> [YOUR GOAL]:
Your output should be the entries below, exact in every detail.

> [GIVEN RECORDS]:
---------------

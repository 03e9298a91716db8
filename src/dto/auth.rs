use serde::{Deserialize, Serialize};
use utoipa::ToSchema;

use crate::models::User;

#[derive(Deserialize, Debug, ToSchema)]
pub struct RegisterRequest {
    pub name: String,
    pub email: String,
    pub password: String,
    pub phone: Option<String>,
}

#[derive(Deserialize, Debug, ToSchema)]
pub struct LoginRequest {
    pub email: String,
    pub password: String,
}

#[derive(Debug, Serialize, ToSchema)]
pub struct LoginResponse {
    pub token: String,
    pub user: User,
}

#[derive(Deserialize, Debug, ToSchema)]
pub struct ForgotPasswordRequest {
    pub email: String,
}

#[derive(Debug, Serialize, ToSchema)]
pub struct ForgotPasswordResponse {
    pub reset_token: String,
}

#[derive(Deserialize, Debug, ToSchema)]
pub struct ResetPasswordRequest {
    pub reset_token: String,
    pub new_password: String,
}

/// Fields the caller wants changed; absent fields keep their stored value.
#[derive(Deserialize, Debug, Default, ToSchema)]
pub struct UpdateDetailsRequest {
    pub name: Option<String>,
    pub email: Option<String>,
    pub phone: Option<String>,
}

impl UpdateDetailsRequest {
    pub fn is_empty(&self) -> bool {
        self.name.is_none() && self.email.is_none() && self.phone.is_none()
    }
}

/// Session token claims.
#[derive(Debug, Deserialize, Serialize, ToSchema)]
pub struct Claims {
    pub sub: String,
    pub email: String,
    pub role: String,
    pub exp: usize,
}

/// Password-reset token claims; `purpose` keeps them from passing as a session.
#[derive(Debug, Deserialize, Serialize)]
pub struct ResetClaims {
    pub sub: String,
    pub email: String,
    pub purpose: String,
    pub exp: usize,
}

---------------

> [RESPONSE TO THE TASK]:
repository 03e9298a91716db8
filename src/dto/auth.rs
use serde::{Deserialize, Serialize};
use utoipa::ToSchema;

use crate::models::User;

#[derive(Deserialize, Debug, ToSchema)]
pub struct RegisterRequest {
    pub name: String,
    pub email: String,
    pub password: String,
    pub phone: Option<String>,
}

#[derive(Deserialize, Debug, ToSchema)]
pub struct LoginRequest {
    pub email: String,
    pub password: String,
}

#[derive(Debug, Serialize, ToSchema)]
pub struct LoginResponse {
    pub token: String,
    pub user: User,
}

#[derive(Deserialize, Debug, ToSchema)]
pub struct ForgotPasswordRequest {
    pub email: String,
}

#[derive(Debug, Serialize, ToSchema)]
pub struct ForgotPasswordResponse {
    pub reset_token: String,
}

#[derive(Deserialize, Debug, ToSchema)]
pub struct ResetPasswordRequest {
    pub reset_token: String,
    pub new_password: String,
}

/// Fields the caller wants changed; absent fields keep their stored value.
#[derive(Deserialize, Debug, Default, ToSchema)]
pub struct UpdateDetailsRequest {
    pub name: Option<String>,
    pub email: Option<String>,
    pub phone: Option<String>,
}

impl UpdateDetailsRequest {
    pub fn is_empty(&self) -> bool {
        self.name.is_none() && self.email.is_none() && self.phone.is_none()
    }
}

/// Session token claims.
#[derive(Debug, Deserialize, Serialize, ToSchema)]
pub struct Claims {
    pub sub: String,
    pub email: String,
    pub role: String,
    pub exp: usize,
}

/// Password-reset token claims; `purpose` keeps them from passing as a session.
#[derive(Debug, Deserialize, Serialize)]
pub struct ResetClaims {
    pub sub: String,
    pub email: String,
    pub purpose: String,
    pub exp: usize,
}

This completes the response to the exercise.